Just dont know what to think

Discussion in 'Rants, Musings and Ideas' started by jenj, Jan 25, 2010.

  1. jenj

    jenj Member

    My body developed a tolerance to Nitrazepam (benzo) so i got changed to the equivalent of Valium, 20mg at night for 1 week, then 15mg for 1 week, then 10 mg for 1 week, and then 5mg for one week, I start the 5mg from thursday. Since this change things seem to have changed, It still takes me hours to get to sleep, but i have started waking in the night again, and i dont know why but for some reason i wake up and eat, 3am this morning was a whole packet of biscuits, the day before a block of chocolate and the day before half a tub of ice cream! I cant seem to stop myself, its odd, i have never been a huge eater. Also i have started drinking alcahol, not alot, but for 3 yrs since having my kids i have probably had a drink 6 times in a year. Now i have been having a little something each night, usually vodka each night, i take my valium with it and i get to sleep easier, but i still wake up and in the mornings i feel so much more lethargic. I know i dont have a drinking problem as its only been over the last 5 weeks this has started, but i want to drink all the time, im scared it may develop into an issue.

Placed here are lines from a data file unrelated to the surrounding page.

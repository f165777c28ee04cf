/*!
 * Tests for application configuration loading and validation
 */

use anyhow::Result;
use leafscan::app_config::{BackendConfig, Config, LogLevel};
use leafscan::language::Language;

use crate::common;

/// Test that a config written to disk loads back identically
#[test]
fn test_config_writtenToDisk_shouldLoadBack() -> Result<()> {
    let temp_dir = common::create_temp_dir()?;
    let config_path = temp_dir.path().join("conf.json");

    let config = Config {
        display_language: "hi".to_string(),
        backend: BackendConfig {
            endpoint: "http://farm-server:5000".to_string(),
            timeout_secs: 10,
        },
        log_level: LogLevel::Debug,
    };

    std::fs::write(&config_path, serde_json::to_string_pretty(&config)?)?;

    let loaded: Config = serde_json::from_str(&std::fs::read_to_string(&config_path)?)?;
    assert_eq!(loaded.display_language, "hi");
    assert_eq!(loaded.backend.endpoint, "http://farm-server:5000");
    assert_eq!(loaded.backend.timeout_secs, 10);
    assert_eq!(loaded.log_level, LogLevel::Debug);
    assert!(loaded.validate().is_ok());

    Ok(())
}

/// Test that missing fields fall back to defaults
#[test]
fn test_config_withPartialJson_shouldApplyDefaults() -> Result<()> {
    let config: Config = serde_json::from_str(r#"{"backend": {"endpoint": "http://10.0.0.2:5000"}}"#)?;

    assert_eq!(config.display_language, "en");
    assert_eq!(config.backend.endpoint, "http://10.0.0.2:5000");
    assert_eq!(config.backend.timeout_secs, 30);
    assert_eq!(config.log_level, LogLevel::Info);

    Ok(())
}

/// Test language parsing from the configured code
#[test]
fn test_displayLanguage_withSupportedCodes_shouldParse() -> Result<()> {
    let config: Config = serde_json::from_str(r#"{"display_language": "hi"}"#)?;
    assert_eq!(config.display_language()?, Language::Hi);

    let config = Config::default();
    assert_eq!(config.display_language()?, Language::En);

    Ok(())
}

/// Test validation failures
#[test]
fn test_validate_withInvalidValues_shouldFail() {
    let bad_endpoint = Config {
        backend: BackendConfig {
            endpoint: "farm-server without scheme".to_string(),
            ..BackendConfig::default()
        },
        ..Config::default()
    };
    assert!(bad_endpoint.validate().is_err());

    let bad_language = Config {
        display_language: "zz".to_string(),
        ..Config::default()
    };
    assert!(bad_language.validate().is_err());

    let zero_timeout = Config {
        backend: BackendConfig {
            timeout_secs: 0,
            ..BackendConfig::default()
        },
        ..Config::default()
    };
    assert!(zero_timeout.validate().is_err());
}
use anyhow::{Result, anyhow};
use isolang::Language as IsoLanguage;

/// Display language utilities
///
/// The page ships its diagnosis text in two languages. This module owns the
/// two-state selector and validates configured codes as real ISO 639-1 codes
/// before mapping them onto the supported pair.
/// The display language for diagnosis text
#[derive(Debug, Clone, Copy, PartialEq, Eq, Default)]
pub enum Language {
    /// English
    #[default]
    En,
    /// Hindi
    Hi,
}

impl Language {
    /// Parse a display language from an ISO 639-1 code
    ///
    /// Codes are validated against the ISO registry first, so an unknown
    /// code ("xx") reports as invalid rather than merely unsupported.
    pub fn from_code(code: &str) -> Result<Self> {
        let normalized = code.trim().to_lowercase();
        let iso = IsoLanguage::from_639_1(&normalized)
            .ok_or_else(|| anyhow!("Invalid language code: {}", code))?;

        match iso {
            IsoLanguage::Eng => Ok(Self::En),
            IsoLanguage::Hin => Ok(Self::Hi),
            _ => Err(anyhow!(
                "Unsupported display language: {} ({})",
                normalized,
                iso.to_name()
            )),
        }
    }

    /// The other supported language
    pub fn toggled(self) -> Self {
        match self {
            Self::En => Self::Hi,
            Self::Hi => Self::En,
        }
    }

    /// ISO 639-1 code for this language
    pub fn code(self) -> &'static str {
        match self {
            Self::En => "en",
            Self::Hi => "hi",
        }
    }

    /// English name of this language
    pub fn name(self) -> &'static str {
        match self {
            Self::En => IsoLanguage::Eng.to_name(),
            Self::Hi => IsoLanguage::Hin.to_name(),
        }
    }
}

impl std::fmt::Display for Language {
    fn fmt(&self, f: &mut std::fmt::Formatter<'_>) -> std::fmt::Result {
        write!(f, "{}", self.code())
    }
}

impl std::str::FromStr for Language {
    type Err = anyhow::Error;

    fn from_str(s: &str) -> Result<Self> {
        Self::from_code(s)
    }
}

I wonder about the eating, i dont usually eat much when people are around, just when im on my own/with my kids. My thoughts of self harm are becoming a regular thing again, also self medicating (not too overdose) Just extra too make me sleep and stuff. I feel like im sinking again, but i feel like im out of myself looking in, its weird. I dont know what the point of this post was really, i just dont know lately.